Я подобрал кинжал, наставил на девицу пистолет, она замерла, словно кролик перед удавом.
— Борис Хованский здесь? — спросил я.
— Идите к чёрту, — прошипела девица с едва заметным акцентом. — Кромешники, убийцы, мерзавцы…
Незаслуженные, ничем не обоснованные оскорбления.
— А ты кто такая? — спросил дядька.
— Не разговаривай, вяжи, —
Девка попятилась в угол, пыталась царапаться и кусаться, но лёгкая оплеуха привела её к покорности. Леонтий быстро и споро связал её по-татарски, как делали заезжающие пограбить крымцы. В искусстве вязать пленников им не было равных.
Мы помчались дальше через дом, обшаривая каждый чулан, каждую комнату и каждый закуток. Опричники впереди занимались тем же самым, хоромы у князей Хованских были по-настоящему огромными.
— Стой, князь! Хуже будет! — раздался зычный крик где-то в глубине дома.
Нашёлся. Мы с дядькой переглянулись, ускорились. Не хотелось опаздывать к основному действию.
Князя Хованского, который успел облачиться в бахтерец, зажимали щитами, стараясь обезоружить и опрокинуть. Нашли его в дальней светёлке, и на полу уже валялись убитые и раненые, как с нашей стороны, так и со стороны Хованских. Потери сегодня… Неприемлемо большие. Сердце обливалось кровью, когда я видел ещё одно тело в чёрном, распростёртое на полу. Неподготовленный штурм, суматоха, ошибки командования. Мои ошибки.
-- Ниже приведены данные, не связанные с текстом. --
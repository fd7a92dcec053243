//! Persisted key/value state that survives between runs.

use std::collections::BTreeMap;
use std::path::{Path, PathBuf};
use std::sync::Arc;

use atmos_core::StorageError;
use parking_lot::Mutex;

/// String key/value storage with explicit removal.
pub trait KeyValueStore: Send {
    fn get(&self, key: &str) -> Option<String>;

    fn set(&mut self, key: &str, value: &str) -> Result<(), StorageError>;

    fn remove(&mut self, key: &str) -> Result<(), StorageError>;

    fn clear(&mut self) -> Result<(), StorageError>;
}

/// A JSON object on disk, rewritten on every change.
#[derive(Debug)]
pub struct FileStore {
    path: PathBuf,
    data: BTreeMap<String, String>,
}

impl FileStore {
    /// Open the store at `path`. A missing file is an empty store.
    pub fn open(path: &Path) -> Result<Self, StorageError> {
        let data = match std::fs::read_to_string(path) {
            Ok(contents) if contents.trim().is_empty() => BTreeMap::new(),
            Ok(contents) => serde_json::from_str(&contents)
                .map_err(|e| StorageError::Corruption(format!("{}: {}", path.display(), e)))?,
            Err(e) if e.kind() == std::io::ErrorKind::NotFound => BTreeMap::new(),
            Err(e) => {
                return Err(StorageError::ReadFailed {
                    path: path.display().to_string(),
                    message: e.to_string(),
                })
            }
        };

        tracing::debug!("Opened state file {} ({} keys)", path.display(), data.len());
        Ok(Self {
            path: path.to_path_buf(),
            data,
        })
    }

    /// Delete the backing file, whatever its contents.
    pub fn destroy(path: &Path) -> Result<(), StorageError> {
        match std::fs::remove_file(path) {
            Ok(()) => Ok(()),
            Err(e) if e.kind() == std::io::ErrorKind::NotFound => Ok(()),
            Err(e) => Err(StorageError::WriteFailed {
                path: path.display().to_string(),
                message: e.to_string(),
            }),
        }
    }

    fn persist(&self) -> Result<(), StorageError> {
        let write_err = |message: String| StorageError::WriteFailed {
            path: self.path.display().to_string(),
            message,
        };

        if let Some(parent) = self.path.parent() {
            std::fs::create_dir_all(parent).map_err(|e| write_err(e.to_string()))?;
        }

        let json = serde_json::to_string_pretty(&self.data).map_err(|e| write_err(e.to_string()))?;
        std::fs::write(&self.path, json).map_err(|e| write_err(e.to_string()))
    }
}

impl KeyValueStore for FileStore {
    fn get(&self, key: &str) -> Option<String> {
        self.data.get(key).cloned()
    }

    fn set(&mut self, key: &str, value: &str) -> Result<(), StorageError> {
        self.data.insert(key.to_string(), value.to_string());
        self.persist()
    }

    fn remove(&mut self, key: &str) -> Result<(), StorageError> {
        if self.data.remove(key).is_some() {
            self.persist()?;
        }
        Ok(())
    }

    fn clear(&mut self) -> Result<(), StorageError> {
        self.data.clear();
        self.persist()
    }
}

/// In-memory store. Clones share the same map.
#[derive(Debug, Clone, Default)]
pub struct MemoryStore {
    data: Arc<Mutex<BTreeMap<String, String>>>,
}

impl MemoryStore {
    pub fn new() -> Self {
        Self::default()
    }

    pub fn snapshot(&self) -> BTreeMap<String, String> {
        self.data.lock().clone()
    }
}

impl KeyValueStore for MemoryStore {
    fn get(&self, key: &str) -> Option<String> {
        self.data.lock().get(key).cloned()
    }

    fn set(&mut self, key: &str, value: &str) -> Result<(), StorageError> {
        self.data.lock().insert(key.to_string(), value.to_string());
        Ok(())
    }

    fn remove(&mut self, key: &str) -> Result<(), StorageError> {
        self.data.lock().remove(key);
        Ok(())
    }

    fn clear(&mut self) -> Result<(), StorageError> {
        self.data.lock().clear();
        Ok(())
    }
}

#[cfg(test)]
mod tests {
    use super::*;

    #[test]
    fn test_file_store_round_trip() {
        let dir = tempfile::tempdir().unwrap();
        let path = dir.path().join("nested").join("state.json");

        let mut store = FileStore::open(&path).unwrap();
        assert_eq!(store.get("lastCity"), None);

        store.set("lastCity", "Tokyo, JP").unwrap();
        store.set("refreshCount", "2").unwrap();
        assert!(path.exists());

        let reopened = FileStore::open(&path).unwrap();
        assert_eq!(reopened.get("lastCity").as_deref(), Some("Tokyo, JP"));
        assert_eq!(reopened.get("refreshCount").as_deref(), Some("2"));
    }

    #[test]
    fn test_file_store_remove_and_clear() {
        let dir = tempfile::tempdir().unwrap();
        let path = dir.path().join("state.json");

        let mut store = FileStore::open(&path).unwrap();
        store.set("a", "1").unwrap();
        store.set("b", "2").unwrap();
        store.remove("a").unwrap();
        assert_eq!(FileStore::open(&path).unwrap().get("a"), None);

        store.clear().unwrap();
        assert_eq!(FileStore::open(&path).unwrap().get("b"), None);
    }

    #[test]
    fn test_corrupt_file_is_reported() {
        let dir = tempfile::tempdir().unwrap();
        let path = dir.path().join("state.json");
        std::fs::write(&path, "{not json").unwrap();

        let err = FileStore::open(&path).unwrap_err();
        assert!(matches!(err, StorageError::Corruption(_)));

        FileStore::destroy(&path).unwrap();
        assert!(FileStore::open(&path).unwrap().get("anything").is_none());
        // Destroying twice is fine
        FileStore::destroy(&path).unwrap();
    }

    #[test]
    fn test_memory_store_clones_share_data() {
        let store = MemoryStore::new();
        let mut handle = store.clone();
        handle.set("isLocationBased", "true").unwrap();
        assert_eq!(store.get("isLocationBased").as_deref(), Some("true"));
        assert_eq!(store.snapshot().len(), 1);
    }
}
— Не дамся, сволочи! — выкрикнул Хованский, бешено размахивая саблей.
Я мог бы в мгновение ока вышибить ему мозги, но мне он был нужен живым. Слишком уж много знал этот человек, и он мог поведать немало секретов, если хорошенько поспрашивать. А если содержимое его башки расплескается по стенке, то можно сказать, весь этот штурм со всеми потерями прошёл зря.
Но я знаю рецепт, как можно Хованского унять.
— Разойтись! — гаркнул я.
Опричники бросились врассыпную, князь Хованский оказался у меня на прицеле.
Сделать ничего он не успел, я поймал в прицел его колено и нажал на спуск. Яркая вспышка пороха ослепила и меня, и всех остальных, громыхнул выстрел, едкий пороховой дым наполнил светлицу. Хованский закричал.
Опричники могли бы сделать это и сами. Но не смели ранить князя без моего разрешения.
— Хватайте его, — приказал я, закашлявшись от того, что хапнул дыма полной грудью.
С раздробленным коленом князь большой угрозы не представлял, опричники накинулись на него, выбивая у него саблю и выкручивая ему руки. Ногу после такого ранения придётся отнять, но Хованский до этого не доживёт. Отрубят голову ему ещё раньше.
Я перезарядил пистолет, пока мои люди волокли князя к выходу.
— В слободу его? — спросил кто-то из опричников.
— В Кремль, — сказал я.
До Кремля ближе, и если у Хованского есть сообщники (а они есть), им попросту сложнее будет нас перехватить.
Мы начали выбираться обратно на улицу. Как только я вышел за ворота, к нам на взмыленном коне подъехал опричник из тех, что отправлялся вместе с Сидором, наблюдать за подворьем Старицких.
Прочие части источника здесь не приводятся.